__PROBLEM DESCRIPTION__.
The line containing "const FUNCTION_CLOSERS: &[Kind]" and every line after it, through the last one below: output exactly these and nothing else.

┌────────

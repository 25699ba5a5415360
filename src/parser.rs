use crate::ast::*;
use crate::error::{Diagnostic, DiagnosticKind, DiagnosticSink};
use crate::expression::MAX_NESTING_DEPTH;
use crate::grammar;
use crate::token::{Kind, Position, Span, Token};
use crate::types::Type;

const IF_CLOSERS: &[Kind] = &[Kind::ElseIf, Kind::Else, Kind::EndIf];
const WHILE_CLOSERS: &[Kind] = &[Kind::EndWhile];
const FUNCTION_CLOSERS: &[Kind] = &[Kind::EndFunction];
const EVENT_CLOSERS: &[Kind] = &[Kind::EndEvent];
const PROPERTY_CLOSERS: &[Kind] = &[Kind::EndProperty];
const STATE_CLOSERS: &[Kind] = &[Kind::EndState];

struct PropertyHeader {
    initializer: Option<Literal>,
    auto: Option<Token>,
    hidden: bool,
    conditional: bool,
    line_end: Position,
}

/// Parses a complete token stream into a [`Script`] plus every diagnostic
/// found along the way. Always returns a tree, even for broken input.
pub fn parse_script(tokens: impl IntoIterator<Item = Token>) -> (Script, Vec<Diagnostic>) {
    Parser::new(tokens).parse()
}

pub struct Parser {
    tokens: Vec<Token>,
    current: usize,
    last_end: Position,
    sink: DiagnosticSink,
    // Terminators of every block we are currently inside, innermost last.
    open_blocks: Vec<&'static [Kind]>,
    // Start of the most recently reported lexical error.
    last_lexical: Option<Position>,
    depth: usize,
}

└────────

__RESPONSE TO THIS TASK__.
const FUNCTION_CLOSERS: &[Kind] = &[Kind::EndFunction];
const EVENT_CLOSERS: &[Kind] = &[Kind::EndEvent];
const PROPERTY_CLOSERS: &[Kind] = &[Kind::EndProperty];
const STATE_CLOSERS: &[Kind] = &[Kind::EndState];

struct PropertyHeader {
    initializer: Option<Literal>,
    auto: Option<Token>,
    hidden: bool,
    conditional: bool,
    line_end: Position,
}

/// Parses a complete token stream into a [`Script`] plus every diagnostic
/// found along the way. Always returns a tree, even for broken input.
pub fn parse_script(tokens: impl IntoIterator<Item = Token>) -> (Script, Vec<Diagnostic>) {
    Parser::new(tokens).parse()
}

pub struct Parser {
    tokens: Vec<Token>,
    current: usize,
    last_end: Position,
    sink: DiagnosticSink,
    // Terminators of every block we are currently inside, innermost last.
    open_blocks: Vec<&'static [Kind]>,
    // Start of the most recently reported lexical error.
    last_lexical: Option<Position>,
    depth: usize,
}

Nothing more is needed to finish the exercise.